■ Collected data entries ■
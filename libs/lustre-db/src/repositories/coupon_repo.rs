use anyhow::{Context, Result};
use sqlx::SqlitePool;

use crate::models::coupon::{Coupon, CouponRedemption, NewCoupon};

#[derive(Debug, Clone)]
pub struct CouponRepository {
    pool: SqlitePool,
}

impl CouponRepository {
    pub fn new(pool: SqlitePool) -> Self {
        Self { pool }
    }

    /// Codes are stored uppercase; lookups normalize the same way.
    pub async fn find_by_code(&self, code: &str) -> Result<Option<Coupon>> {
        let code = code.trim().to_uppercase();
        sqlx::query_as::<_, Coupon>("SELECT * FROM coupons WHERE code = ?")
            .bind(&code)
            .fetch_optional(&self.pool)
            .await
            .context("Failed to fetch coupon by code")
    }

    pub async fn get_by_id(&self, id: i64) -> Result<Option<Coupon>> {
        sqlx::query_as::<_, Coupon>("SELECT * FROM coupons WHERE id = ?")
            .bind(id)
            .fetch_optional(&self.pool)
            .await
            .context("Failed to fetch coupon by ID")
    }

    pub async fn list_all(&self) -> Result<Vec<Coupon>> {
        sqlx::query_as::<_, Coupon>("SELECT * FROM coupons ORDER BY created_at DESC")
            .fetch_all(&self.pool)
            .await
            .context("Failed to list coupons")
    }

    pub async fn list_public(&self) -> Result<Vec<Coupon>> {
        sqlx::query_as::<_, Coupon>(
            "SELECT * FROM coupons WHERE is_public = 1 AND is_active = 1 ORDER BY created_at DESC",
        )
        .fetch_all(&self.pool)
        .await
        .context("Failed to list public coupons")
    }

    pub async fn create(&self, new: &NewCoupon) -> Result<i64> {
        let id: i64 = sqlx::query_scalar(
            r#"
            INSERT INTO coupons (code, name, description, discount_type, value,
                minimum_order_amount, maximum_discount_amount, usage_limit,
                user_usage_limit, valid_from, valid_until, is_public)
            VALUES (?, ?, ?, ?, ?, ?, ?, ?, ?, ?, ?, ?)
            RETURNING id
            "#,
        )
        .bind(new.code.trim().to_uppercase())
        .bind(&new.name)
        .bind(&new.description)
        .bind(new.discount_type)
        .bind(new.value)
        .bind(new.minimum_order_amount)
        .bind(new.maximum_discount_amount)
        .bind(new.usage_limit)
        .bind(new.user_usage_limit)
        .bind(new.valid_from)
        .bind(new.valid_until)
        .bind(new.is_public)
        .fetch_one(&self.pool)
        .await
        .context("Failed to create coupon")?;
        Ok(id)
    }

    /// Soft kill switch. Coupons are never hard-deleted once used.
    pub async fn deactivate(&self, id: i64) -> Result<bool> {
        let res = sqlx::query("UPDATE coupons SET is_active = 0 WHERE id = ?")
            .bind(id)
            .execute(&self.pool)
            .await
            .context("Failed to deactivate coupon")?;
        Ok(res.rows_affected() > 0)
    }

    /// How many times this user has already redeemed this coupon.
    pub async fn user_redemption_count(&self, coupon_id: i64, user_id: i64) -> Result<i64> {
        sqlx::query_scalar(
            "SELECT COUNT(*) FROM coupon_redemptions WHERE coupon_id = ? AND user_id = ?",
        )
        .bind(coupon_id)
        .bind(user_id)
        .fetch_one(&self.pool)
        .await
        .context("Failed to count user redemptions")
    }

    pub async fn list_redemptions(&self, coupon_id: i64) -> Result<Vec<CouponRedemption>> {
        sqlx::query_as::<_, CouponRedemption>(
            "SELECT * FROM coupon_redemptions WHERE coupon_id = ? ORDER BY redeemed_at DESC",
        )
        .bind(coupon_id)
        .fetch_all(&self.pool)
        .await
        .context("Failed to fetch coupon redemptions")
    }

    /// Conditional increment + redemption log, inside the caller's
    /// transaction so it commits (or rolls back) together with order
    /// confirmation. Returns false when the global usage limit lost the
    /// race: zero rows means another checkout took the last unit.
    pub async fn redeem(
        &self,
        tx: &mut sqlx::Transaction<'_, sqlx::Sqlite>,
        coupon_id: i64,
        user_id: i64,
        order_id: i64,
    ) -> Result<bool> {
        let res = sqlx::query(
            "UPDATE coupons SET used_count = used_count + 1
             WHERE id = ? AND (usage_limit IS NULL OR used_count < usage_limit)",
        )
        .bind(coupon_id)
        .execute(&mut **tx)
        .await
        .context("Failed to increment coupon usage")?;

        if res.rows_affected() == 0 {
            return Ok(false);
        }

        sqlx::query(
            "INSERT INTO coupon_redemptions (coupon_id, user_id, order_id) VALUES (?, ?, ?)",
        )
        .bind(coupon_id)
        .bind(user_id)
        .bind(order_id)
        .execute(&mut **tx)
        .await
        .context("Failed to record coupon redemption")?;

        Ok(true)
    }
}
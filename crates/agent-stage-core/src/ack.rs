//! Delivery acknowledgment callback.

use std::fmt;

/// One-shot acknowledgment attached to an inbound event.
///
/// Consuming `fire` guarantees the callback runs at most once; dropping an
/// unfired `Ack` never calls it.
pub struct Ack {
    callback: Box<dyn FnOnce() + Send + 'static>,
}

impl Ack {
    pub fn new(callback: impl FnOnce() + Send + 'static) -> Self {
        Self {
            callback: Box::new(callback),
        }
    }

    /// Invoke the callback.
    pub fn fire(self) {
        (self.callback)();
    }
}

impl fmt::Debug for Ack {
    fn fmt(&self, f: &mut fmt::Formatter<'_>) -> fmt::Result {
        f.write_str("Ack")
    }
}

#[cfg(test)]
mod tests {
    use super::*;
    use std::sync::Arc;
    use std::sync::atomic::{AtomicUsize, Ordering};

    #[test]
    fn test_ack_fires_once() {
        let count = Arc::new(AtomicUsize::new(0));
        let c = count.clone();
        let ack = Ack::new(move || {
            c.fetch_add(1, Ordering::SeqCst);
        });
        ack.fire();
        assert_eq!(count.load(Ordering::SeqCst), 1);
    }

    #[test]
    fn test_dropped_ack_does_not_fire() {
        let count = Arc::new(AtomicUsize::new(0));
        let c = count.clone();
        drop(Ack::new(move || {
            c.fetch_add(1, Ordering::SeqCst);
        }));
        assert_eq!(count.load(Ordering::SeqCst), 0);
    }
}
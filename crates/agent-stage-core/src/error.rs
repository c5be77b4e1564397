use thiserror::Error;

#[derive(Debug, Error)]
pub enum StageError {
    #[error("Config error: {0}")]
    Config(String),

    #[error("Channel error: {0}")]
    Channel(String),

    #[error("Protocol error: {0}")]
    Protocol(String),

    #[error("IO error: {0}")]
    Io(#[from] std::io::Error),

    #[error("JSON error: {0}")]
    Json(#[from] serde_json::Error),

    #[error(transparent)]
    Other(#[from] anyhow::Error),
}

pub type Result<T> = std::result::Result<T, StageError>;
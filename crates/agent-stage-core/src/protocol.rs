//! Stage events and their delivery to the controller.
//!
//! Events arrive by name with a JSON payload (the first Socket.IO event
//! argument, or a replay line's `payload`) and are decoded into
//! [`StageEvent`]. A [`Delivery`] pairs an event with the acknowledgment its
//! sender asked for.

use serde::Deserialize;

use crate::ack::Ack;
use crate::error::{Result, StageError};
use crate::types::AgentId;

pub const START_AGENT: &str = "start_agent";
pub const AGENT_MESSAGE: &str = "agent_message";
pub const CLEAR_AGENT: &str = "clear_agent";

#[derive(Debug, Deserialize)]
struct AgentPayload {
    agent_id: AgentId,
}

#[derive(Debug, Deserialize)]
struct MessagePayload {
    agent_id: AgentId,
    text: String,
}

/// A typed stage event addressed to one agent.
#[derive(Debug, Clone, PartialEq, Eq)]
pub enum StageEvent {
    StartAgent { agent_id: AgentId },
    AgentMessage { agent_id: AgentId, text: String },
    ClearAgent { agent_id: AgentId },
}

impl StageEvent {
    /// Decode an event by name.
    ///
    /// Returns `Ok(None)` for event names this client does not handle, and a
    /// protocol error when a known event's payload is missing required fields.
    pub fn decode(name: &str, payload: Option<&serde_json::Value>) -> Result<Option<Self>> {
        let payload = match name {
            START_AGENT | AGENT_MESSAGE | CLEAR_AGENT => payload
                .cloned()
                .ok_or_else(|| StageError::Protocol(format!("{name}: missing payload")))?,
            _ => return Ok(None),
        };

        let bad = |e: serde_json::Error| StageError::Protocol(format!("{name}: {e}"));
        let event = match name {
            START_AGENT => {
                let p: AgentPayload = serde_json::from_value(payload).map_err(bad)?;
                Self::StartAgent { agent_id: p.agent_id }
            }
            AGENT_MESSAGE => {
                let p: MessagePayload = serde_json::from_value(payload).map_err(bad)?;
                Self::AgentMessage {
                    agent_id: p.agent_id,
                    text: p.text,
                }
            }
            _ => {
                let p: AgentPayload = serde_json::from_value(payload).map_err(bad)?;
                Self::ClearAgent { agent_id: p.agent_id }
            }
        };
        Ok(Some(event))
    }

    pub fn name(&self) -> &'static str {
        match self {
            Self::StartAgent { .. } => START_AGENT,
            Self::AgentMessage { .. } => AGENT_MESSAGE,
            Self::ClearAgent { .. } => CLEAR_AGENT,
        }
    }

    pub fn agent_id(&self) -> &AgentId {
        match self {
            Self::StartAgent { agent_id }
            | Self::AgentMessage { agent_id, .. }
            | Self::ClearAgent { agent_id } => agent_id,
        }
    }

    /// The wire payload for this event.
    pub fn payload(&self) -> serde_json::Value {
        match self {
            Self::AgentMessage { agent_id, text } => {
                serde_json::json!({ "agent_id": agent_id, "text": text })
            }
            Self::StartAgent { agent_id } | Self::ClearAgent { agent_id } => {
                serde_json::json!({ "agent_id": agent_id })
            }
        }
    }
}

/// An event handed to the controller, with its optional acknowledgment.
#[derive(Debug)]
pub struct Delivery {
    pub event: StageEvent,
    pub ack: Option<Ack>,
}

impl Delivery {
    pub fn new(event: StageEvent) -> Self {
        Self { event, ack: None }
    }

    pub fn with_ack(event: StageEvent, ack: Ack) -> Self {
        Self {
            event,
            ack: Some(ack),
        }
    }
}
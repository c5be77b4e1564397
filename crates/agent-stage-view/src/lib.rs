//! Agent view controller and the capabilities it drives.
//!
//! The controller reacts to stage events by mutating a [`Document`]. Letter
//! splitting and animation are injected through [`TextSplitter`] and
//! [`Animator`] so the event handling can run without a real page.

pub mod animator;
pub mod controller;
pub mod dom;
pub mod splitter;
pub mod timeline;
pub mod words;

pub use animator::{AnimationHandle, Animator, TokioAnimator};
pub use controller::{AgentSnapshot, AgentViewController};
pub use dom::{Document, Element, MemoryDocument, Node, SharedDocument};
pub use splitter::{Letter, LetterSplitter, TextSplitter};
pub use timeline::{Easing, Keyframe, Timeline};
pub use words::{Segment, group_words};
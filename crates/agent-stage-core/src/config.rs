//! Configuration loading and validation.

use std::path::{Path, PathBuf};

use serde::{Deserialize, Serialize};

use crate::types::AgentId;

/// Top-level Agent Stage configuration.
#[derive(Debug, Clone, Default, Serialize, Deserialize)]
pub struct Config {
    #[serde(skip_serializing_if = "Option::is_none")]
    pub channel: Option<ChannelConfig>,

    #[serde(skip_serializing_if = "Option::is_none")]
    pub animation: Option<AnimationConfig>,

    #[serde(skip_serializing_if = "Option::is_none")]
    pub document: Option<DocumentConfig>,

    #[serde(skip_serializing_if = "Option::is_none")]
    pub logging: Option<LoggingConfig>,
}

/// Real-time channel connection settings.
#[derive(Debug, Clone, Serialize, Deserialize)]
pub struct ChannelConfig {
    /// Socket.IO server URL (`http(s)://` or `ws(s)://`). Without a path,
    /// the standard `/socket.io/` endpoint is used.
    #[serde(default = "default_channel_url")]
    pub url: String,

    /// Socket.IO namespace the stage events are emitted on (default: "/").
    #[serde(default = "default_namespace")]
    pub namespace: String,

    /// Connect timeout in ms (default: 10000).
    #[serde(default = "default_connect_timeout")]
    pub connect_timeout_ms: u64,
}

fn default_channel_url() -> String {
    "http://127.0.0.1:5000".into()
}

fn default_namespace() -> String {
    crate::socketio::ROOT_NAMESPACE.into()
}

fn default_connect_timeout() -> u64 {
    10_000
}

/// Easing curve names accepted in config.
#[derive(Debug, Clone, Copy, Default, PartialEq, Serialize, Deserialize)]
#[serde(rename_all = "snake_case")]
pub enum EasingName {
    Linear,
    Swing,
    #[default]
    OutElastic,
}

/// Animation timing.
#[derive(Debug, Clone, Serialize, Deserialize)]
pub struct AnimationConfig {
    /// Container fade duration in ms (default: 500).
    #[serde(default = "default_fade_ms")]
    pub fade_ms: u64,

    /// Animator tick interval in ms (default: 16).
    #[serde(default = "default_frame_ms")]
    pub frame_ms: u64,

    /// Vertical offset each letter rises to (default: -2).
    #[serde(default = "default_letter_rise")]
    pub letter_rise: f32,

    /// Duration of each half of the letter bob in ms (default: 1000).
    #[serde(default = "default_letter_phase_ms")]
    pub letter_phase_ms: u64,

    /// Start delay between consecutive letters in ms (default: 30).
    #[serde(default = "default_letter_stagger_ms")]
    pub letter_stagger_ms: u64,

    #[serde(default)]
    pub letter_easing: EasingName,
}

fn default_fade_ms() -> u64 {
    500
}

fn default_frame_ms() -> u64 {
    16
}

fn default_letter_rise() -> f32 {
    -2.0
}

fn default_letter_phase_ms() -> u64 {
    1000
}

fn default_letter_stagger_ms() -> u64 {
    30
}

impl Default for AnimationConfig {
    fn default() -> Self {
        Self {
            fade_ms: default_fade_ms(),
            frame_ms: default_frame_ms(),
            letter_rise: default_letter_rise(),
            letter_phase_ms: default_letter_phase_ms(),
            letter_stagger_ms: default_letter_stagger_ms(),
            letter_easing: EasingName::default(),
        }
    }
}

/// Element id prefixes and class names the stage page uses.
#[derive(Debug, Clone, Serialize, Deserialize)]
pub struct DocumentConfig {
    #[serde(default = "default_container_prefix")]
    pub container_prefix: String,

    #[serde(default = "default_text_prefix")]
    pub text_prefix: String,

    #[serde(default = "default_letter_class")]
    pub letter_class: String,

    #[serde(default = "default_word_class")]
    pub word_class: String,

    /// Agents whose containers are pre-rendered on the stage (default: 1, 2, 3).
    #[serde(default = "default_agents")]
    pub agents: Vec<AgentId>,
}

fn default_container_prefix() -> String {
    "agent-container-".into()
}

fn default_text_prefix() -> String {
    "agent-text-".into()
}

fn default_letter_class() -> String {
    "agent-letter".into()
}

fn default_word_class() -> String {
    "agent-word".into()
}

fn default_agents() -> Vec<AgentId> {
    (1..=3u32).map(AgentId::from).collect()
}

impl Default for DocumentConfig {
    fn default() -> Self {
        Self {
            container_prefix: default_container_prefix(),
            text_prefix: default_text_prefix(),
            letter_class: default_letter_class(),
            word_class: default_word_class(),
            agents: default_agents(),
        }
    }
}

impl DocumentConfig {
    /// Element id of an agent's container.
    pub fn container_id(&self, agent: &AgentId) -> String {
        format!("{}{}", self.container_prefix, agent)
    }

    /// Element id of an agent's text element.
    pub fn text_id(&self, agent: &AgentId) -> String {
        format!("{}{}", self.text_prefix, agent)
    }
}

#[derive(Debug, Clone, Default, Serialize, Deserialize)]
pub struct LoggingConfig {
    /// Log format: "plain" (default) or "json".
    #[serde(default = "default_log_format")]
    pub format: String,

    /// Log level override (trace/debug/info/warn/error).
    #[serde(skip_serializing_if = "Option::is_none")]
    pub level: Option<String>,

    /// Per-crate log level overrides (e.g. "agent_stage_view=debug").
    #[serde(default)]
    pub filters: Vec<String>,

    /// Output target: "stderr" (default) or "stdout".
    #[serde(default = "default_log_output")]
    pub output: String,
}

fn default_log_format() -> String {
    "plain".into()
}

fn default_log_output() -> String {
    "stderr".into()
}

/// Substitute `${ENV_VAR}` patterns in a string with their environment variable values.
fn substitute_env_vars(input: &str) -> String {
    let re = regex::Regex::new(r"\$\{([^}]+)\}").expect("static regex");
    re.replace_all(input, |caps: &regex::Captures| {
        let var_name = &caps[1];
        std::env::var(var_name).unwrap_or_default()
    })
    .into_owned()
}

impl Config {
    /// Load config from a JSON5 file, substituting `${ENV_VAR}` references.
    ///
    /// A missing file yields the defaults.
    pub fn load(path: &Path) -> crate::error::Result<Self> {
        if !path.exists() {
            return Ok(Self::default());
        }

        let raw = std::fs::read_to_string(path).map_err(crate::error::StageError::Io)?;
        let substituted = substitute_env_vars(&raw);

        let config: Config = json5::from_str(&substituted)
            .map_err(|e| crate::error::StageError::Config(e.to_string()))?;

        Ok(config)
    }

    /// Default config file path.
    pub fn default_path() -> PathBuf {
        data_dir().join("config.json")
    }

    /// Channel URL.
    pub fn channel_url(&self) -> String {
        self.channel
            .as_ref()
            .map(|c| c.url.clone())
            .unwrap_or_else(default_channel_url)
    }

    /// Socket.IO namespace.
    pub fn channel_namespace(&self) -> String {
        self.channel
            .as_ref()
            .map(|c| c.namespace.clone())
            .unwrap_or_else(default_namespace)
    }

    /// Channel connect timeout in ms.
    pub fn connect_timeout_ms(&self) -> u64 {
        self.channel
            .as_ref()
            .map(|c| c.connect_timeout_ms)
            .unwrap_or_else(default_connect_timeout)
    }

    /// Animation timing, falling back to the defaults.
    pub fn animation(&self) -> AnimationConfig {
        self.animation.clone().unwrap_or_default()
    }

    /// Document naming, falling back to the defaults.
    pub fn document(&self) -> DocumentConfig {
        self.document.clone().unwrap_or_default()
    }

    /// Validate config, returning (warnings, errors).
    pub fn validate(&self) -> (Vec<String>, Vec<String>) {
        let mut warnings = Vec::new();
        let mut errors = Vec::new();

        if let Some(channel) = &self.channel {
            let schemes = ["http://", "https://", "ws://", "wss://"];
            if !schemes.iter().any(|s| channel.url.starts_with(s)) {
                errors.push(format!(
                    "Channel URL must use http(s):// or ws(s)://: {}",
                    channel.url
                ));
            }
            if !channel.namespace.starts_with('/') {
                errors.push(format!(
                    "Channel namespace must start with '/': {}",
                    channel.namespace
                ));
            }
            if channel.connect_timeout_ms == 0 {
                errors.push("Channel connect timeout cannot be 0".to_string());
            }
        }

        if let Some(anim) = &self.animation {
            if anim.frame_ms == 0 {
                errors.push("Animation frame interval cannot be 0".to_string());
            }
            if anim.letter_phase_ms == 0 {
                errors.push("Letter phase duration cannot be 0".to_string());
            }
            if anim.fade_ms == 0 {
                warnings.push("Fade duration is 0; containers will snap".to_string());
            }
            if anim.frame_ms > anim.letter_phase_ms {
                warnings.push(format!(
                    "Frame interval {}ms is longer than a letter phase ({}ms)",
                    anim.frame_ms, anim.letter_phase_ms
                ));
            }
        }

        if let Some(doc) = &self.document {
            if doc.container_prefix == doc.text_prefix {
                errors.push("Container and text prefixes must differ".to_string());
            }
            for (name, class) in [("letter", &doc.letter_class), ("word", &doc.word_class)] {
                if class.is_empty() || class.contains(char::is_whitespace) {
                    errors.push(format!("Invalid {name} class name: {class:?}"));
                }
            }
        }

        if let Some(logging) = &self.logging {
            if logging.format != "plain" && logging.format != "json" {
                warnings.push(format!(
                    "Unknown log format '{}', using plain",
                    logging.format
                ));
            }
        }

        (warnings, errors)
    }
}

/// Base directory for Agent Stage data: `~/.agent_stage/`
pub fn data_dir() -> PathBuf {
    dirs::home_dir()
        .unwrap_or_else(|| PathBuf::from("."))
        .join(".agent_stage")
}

■ TASK BRIEF ■
Lines with the word "DocumentConfig" in them are the answer; report each one from the data.

■ WRITTEN ANSWER ■
    pub document: Option<DocumentConfig>,
pub struct DocumentConfig {
impl Default for DocumentConfig {
impl DocumentConfig {
    pub fn document(&self) -> DocumentConfig {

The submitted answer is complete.